Work instructions >>
Filter the records for lines holding the string "paginate".

═══ Information ═══

//! Fluent query builder
//!
//! Chainable construction of a [`QueryDescriptor`]. Misuse (an empty field
//! name, a missing value, a scalar where an array is required) is caught at the
//! call that introduced it; the first such error is kept and returned by
//! [`QueryBuilder::build`]. Conditions added after an error are ignored.

use crate::condition::{Condition, Logic, Operator, TextSearch, TextSearchOptions};
use crate::descriptor::{Pagination, QueryDescriptor, SortOrder, SortSpec};
use crate::errors::BuilderError;
use crate::group::{Group, GroupItem};
use crate::join::JoinSpec;
use serde_json::Value;

fn make_condition(
    method: &'static str,
    field: &str,
    operator: Operator,
    value: Value,
) -> Result<Condition, BuilderError> {
    if field.is_empty() {
        return Err(BuilderError::EmptyField { method });
    }

    if operator.is_null_check() {
        return Ok(Condition::new(field, operator, None));
    }

    if value.is_null() {
        return Err(BuilderError::MissingValue {
            method,
            field: field.to_string(),
            operator,
        });
    }

    if operator.requires_array() && !value.is_array() {
        return Err(BuilderError::ExpectedArray {
            method,
            field: field.to_string(),
            operator,
        });
    }

    Ok(Condition::new(field, operator, Some(value)))
}

fn collect_values<I, V>(values: I) -> Value
where
    I: IntoIterator<Item = V>,
    V: Into<Value>,
{
    Value::Array(values.into_iter().map(Into::into).collect())
}

/// Query builder for constructing search descriptors
#[derive(Debug, Clone, Default)]
pub struct QueryBuilder {
    draft: QueryDescriptor,
    error: Option<BuilderError>,
}

impl QueryBuilder {
    pub fn new() -> Self {
        Self::default()
    }

    /// Continue building from an existing descriptor
    pub fn from_descriptor(descriptor: QueryDescriptor) -> Self {
        Self {
            draft: descriptor,
            error: None,
        }
    }

    fn push(mut self, condition: Result<Condition, BuilderError>) -> Self {
        if self.error.is_none() {
            match condition {
                Ok(condition) => self.draft.conditions.push(condition),
                Err(err) => self.error = Some(err),
            }
        }
        self
    }

    /// Set the full-text search clause, replacing any previous one
    pub fn text_search(mut self, query: impl Into<String>, options: TextSearchOptions) -> Self {
        self.draft.text_search = Some(TextSearch::with_options(query, options));
        self
    }

    /// Add a condition combined with AND
    pub fn filter(self, field: &str, operator: Operator, value: impl Into<Value>) -> Self {
        let condition = make_condition("filter", field, operator, value.into());
        self.push(condition)
    }

    /// Add a condition combined with OR
    pub fn or_filter(self, field: &str, operator: Operator, value: impl Into<Value>) -> Self {
        let condition = make_condition("or_filter", field, operator, value.into())
            .map(|condition| condition.with_logic(Logic::Or));
        self.push(condition)
    }

    /// Add an already constructed condition
    pub fn condition(self, condition: Condition) -> Self {
        self.push(Ok(condition))
    }

    /// `min <= field <= max`
    pub fn filter_between(
        self,
        field: &str,
        min: impl Into<Value>,
        max: impl Into<Value>,
    ) -> Self {
        let lower = make_condition("filter_between", field, Operator::Gte, min.into());
        let upper = make_condition("filter_between", field, Operator::Lte, max.into());
        self.push(lower).push(upper)
    }

    pub fn filter_in<I, V>(self, field: &str, values: I) -> Self
    where
        I: IntoIterator<Item = V>,
        V: Into<Value>,
    {
        let condition = make_condition("filter_in", field, Operator::In, collect_values(values));
        self.push(condition)
    }

    pub fn filter_not_in<I, V>(self, field: &str, values: I) -> Self
    where
        I: IntoIterator<Item = V>,
        V: Into<Value>,
    {
        let condition = make_condition(
            "filter_not_in",
            field,
            Operator::NotIn,
            collect_values(values),
        );
        self.push(condition)
    }

    pub fn filter_null(self, field: &str) -> Self {
        let condition = make_condition("filter_null", field, Operator::IsNull, Value::Null);
        self.push(condition)
    }

    pub fn filter_not_null(self, field: &str) -> Self {
        let condition = make_condition("filter_not_null", field, Operator::NotNull, Value::Null);
        self.push(condition)
    }

    /// Add a boolean group; the closure receives a builder scoped to the new group
    pub fn filter_group<F>(mut self, logic: Logic, build: F) -> Self
    where
        F: FnOnce(GroupBuilder) -> GroupBuilder,
    {
        if self.error.is_none() {
            match build(GroupBuilder::new(logic)).finish() {
                Ok(group) => self.draft.groups.push(group),
                Err(err) => self.error = Some(err),
            }
        }
        self
    }

    /// Add ordering; applied in the order added
    pub fn order_by(mut self, field: &str, order: SortOrder) -> Self {
        if field.is_empty() {
            if self.error.is_none() {
                self.error = Some(BuilderError::EmptyField { method: "order_by" });
            }
            return self;
        }
        self.draft.sorting.push(SortSpec::new(field, order));
        self
    }

    pub fn paginate(mut self, page: u32, limit: u32) -> Self {
        self.draft.pagination = Some(Pagination::new(page, limit));
        self
    }

    pub fn join(mut self, join: JoinSpec) -> Self {
        self.draft.joins.push(join);
        self
    }

    /// Owned copy of the descriptor built so far
    pub fn build(&self) -> Result<QueryDescriptor, BuilderError> {
        match &self.error {
            Some(err) => Err(err.clone()),
            None => Ok(self.draft.clone()),
        }
    }
}

/// Builder scoped to one group; nest further with [`GroupBuilder::group`]
#[derive(Debug, Clone)]
pub struct GroupBuilder {
    group: Group,
    error: Option<BuilderError>,
}

impl GroupBuilder {
    pub fn new(logic: Logic) -> Self {
        Self {
            group: Group::new(logic, Vec::new()),
            error: None,
        }
    }

    fn push(mut self, condition: Result<Condition, BuilderError>) -> Self {
        if self.error.is_none() {
            match condition {
                Ok(condition) => self.group.conditions.push(GroupItem::Condition(condition)),
                Err(err) => self.error = Some(err),
            }
        }
        self
    }

    pub fn filter(self, field: &str, operator: Operator, value: impl Into<Value>) -> Self {
        let condition = make_condition("filter", field, operator, value.into());
        self.push(condition)
    }

    pub fn condition(self, condition: Condition) -> Self {
        self.push(Ok(condition))
    }

    pub fn filter_between(
        self,
        field: &str,
        min: impl Into<Value>,
        max: impl Into<Value>,
    ) -> Self {
        let lower = make_condition("filter_between", field, Operator::Gte, min.into());
        let upper = make_condition("filter_between", field, Operator::Lte, max.into());
        self.push(lower).push(upper)
    }

    pub fn filter_in<I, V>(self, field: &str, values: I) -> Self
    where
        I: IntoIterator<Item = V>,
        V: Into<Value>,
    {
        let condition = make_condition("filter_in", field, Operator::In, collect_values(values));
        self.push(condition)
    }

    pub fn filter_null(self, field: &str) -> Self {
        let condition = make_condition("filter_null", field, Operator::IsNull, Value::Null);
        self.push(condition)
    }

    pub fn filter_not_null(self, field: &str) -> Self {
        let condition = make_condition("filter_not_null", field, Operator::NotNull, Value::Null);
        self.push(condition)
    }

    /// Nest another group inside this one
    pub fn group<F>(mut self, logic: Logic, build: F) -> Self
    where
        F: FnOnce(GroupBuilder) -> GroupBuilder,
    {
        if self.error.is_none() {
            match build(GroupBuilder::new(logic)).finish() {
                Ok(group) => self.group.conditions.push(GroupItem::Group(group)),
                Err(err) => self.error = Some(err),
            }
        }
        self
    }

    fn finish(self) -> Result<Group, BuilderError> {
        match self.error {
            Some(err) => Err(err),
            None => Ok(self.group),
        }
    }
}

#[cfg(test)]
mod tests {
    use super::*;
    use serde_json::json;

    #[test]
    fn test_chain_builds_descriptor() {
        let descriptor = QueryBuilder::new()
            .text_search("BMW 3 Series", TextSearchOptions::default())
            .filter("make", Operator::Eq, "BMW")
            .filter_between("price", 10_000, 30_000)
            .filter_in("fuel_type", ["petrol", "diesel"])
            .order_by("price", SortOrder::Asc)
            .paginate(2, 24)
            .build()
            .unwrap();

        assert_eq!(descriptor.text_search.unwrap().query, "BMW 3 Series");
        assert_eq!(
            descriptor.conditions,
            vec![
                Condition::eq("make", "BMW"),
                Condition::gte("price", 10_000),
                Condition::lte("price", 30_000),
                Condition::in_values("fuel_type", vec![json!("petrol"), json!("diesel")]),
            ]
        );
        assert_eq!(descriptor.sorting, vec![SortSpec::asc("price")]);
        assert_eq!(descriptor.pagination, Some(Pagination::new(2, 24)));
    }

    #[test]
    fn test_or_filter_sets_logic() {
        let descriptor = QueryBuilder::new()
            .or_filter("color", Operator::Eq, "red")
            .or_filter("color", Operator::Eq, "blue")
            .build()
            .unwrap();

        assert!(descriptor
            .conditions
            .iter()
            .all(|c| c.logic == Some(Logic::Or)));
    }

    #[test]
    fn test_nested_groups() {
        let descriptor = QueryBuilder::new()
            .filter_group(Logic::Or, |g| {
                g.filter("make", Operator::Eq, "BMW").group(Logic::And, |g| {
                    g.filter("make", Operator::Eq, "Audi")
                        .group(Logic::Or, |g| g.filter("year", Operator::Gte, 2020).filter_null("accident_at"))
                })
            })
            .build()
            .unwrap();

        assert_eq!(descriptor.groups.len(), 1);
        assert_eq!(descriptor.max_group_depth(), 3);
        assert_eq!(descriptor.total_condition_count(), 4);
        assert_eq!(descriptor.groups[0].logic, Logic::Or);
    }

    #[test]
    fn test_build_returns_independent_copies() {
        let builder = QueryBuilder::new().filter("make", Operator::Eq, "BMW");
        let first = builder.build().unwrap();
        let second = builder.clone().filter("model", Operator::Eq, "M3").build().unwrap();

        assert_eq!(first.conditions.len(), 1);
        assert_eq!(second.conditions.len(), 2);
        assert_eq!(builder.build().unwrap(), first);
    }

    #[test]
    fn test_empty_field_fails_fast() {
        let err = QueryBuilder::new()
            .filter("", Operator::Eq, "BMW")
            .filter("model", Operator::Eq, "M3")
            .build()
            .unwrap_err();

        assert_eq!(err, BuilderError::EmptyField { method: "filter" });
    }

    #[test]
    fn test_scalar_for_in_is_rejected() {
        let err = QueryBuilder::new()
            .filter("make", Operator::In, "BMW")
            .build()
            .unwrap_err();

        assert_eq!(
            err,
            BuilderError::ExpectedArray {
                method: "filter",
                field: "make".to_string(),
                operator: Operator::In,
            }
        );
        assert!(err.to_string().contains("requires an array value"));
    }

    #[test]
    fn test_missing_value_inside_group_propagates() {
        let err = QueryBuilder::new()
            .filter_group(Logic::And, |g| {
                g.group(Logic::Or, |g| g.filter("price", Operator::Gt, Value::Null))
            })
            .build()
            .unwrap_err();

        assert!(matches!(err, BuilderError::MissingValue { field, .. } if field == "price"));
    }

    #[test]
    fn test_null_check_discards_value() {
        let descriptor = QueryBuilder::new()
            .filter("sold_at", Operator::IsNull, "ignored")
            .build()
            .unwrap();

        assert_eq!(descriptor.conditions, vec![Condition::is_null("sold_at")]);
    }

    #[test]
    fn test_order_by_empty_field() {
        let err = QueryBuilder::new()
            .order_by("", SortOrder::Desc)
            .build()
            .unwrap_err();
        assert_eq!(err, BuilderError::EmptyField { method: "order_by" });
    }
}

═══

Task solution >>
    pub fn paginate(mut self, page: u32, limit: u32) -> Self {
            .paginate(2, 24)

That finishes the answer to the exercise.